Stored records
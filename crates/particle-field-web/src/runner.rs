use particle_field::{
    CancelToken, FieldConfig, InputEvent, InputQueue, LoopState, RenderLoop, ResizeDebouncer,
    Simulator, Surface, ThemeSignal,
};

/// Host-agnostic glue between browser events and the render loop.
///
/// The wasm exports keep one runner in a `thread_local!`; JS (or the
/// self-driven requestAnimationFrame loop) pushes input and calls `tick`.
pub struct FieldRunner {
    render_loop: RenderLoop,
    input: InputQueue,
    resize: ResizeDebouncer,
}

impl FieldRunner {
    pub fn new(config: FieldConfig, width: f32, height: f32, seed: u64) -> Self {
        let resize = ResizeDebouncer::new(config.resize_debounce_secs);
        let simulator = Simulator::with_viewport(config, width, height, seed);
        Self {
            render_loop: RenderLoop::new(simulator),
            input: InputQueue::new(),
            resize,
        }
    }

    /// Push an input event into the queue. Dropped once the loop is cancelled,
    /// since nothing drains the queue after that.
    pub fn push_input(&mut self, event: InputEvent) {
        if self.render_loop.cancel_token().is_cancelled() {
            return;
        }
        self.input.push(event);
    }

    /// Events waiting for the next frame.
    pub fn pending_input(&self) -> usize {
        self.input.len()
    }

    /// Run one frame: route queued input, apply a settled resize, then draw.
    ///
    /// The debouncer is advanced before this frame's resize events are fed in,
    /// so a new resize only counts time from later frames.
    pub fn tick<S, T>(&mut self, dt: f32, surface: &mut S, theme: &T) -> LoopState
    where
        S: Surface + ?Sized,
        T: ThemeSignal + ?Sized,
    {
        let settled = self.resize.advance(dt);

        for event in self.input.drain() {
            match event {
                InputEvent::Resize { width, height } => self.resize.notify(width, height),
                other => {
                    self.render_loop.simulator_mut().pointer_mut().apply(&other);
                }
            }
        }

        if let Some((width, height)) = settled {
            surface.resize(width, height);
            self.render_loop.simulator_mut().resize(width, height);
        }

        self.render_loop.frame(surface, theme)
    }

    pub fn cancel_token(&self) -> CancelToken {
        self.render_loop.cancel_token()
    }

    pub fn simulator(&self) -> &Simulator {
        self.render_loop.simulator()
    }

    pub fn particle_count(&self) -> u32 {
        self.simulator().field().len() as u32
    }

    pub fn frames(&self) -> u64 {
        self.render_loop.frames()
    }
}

How to complete this task: Copy each line of the records containing the string "tick".

Answer below:
/// self-driven requestAnimationFrame loop) pushes input and calls `tick`.
    pub fn tick<S, T>(&mut self, dt: f32, surface: &mut S, theme: &T) -> LoopState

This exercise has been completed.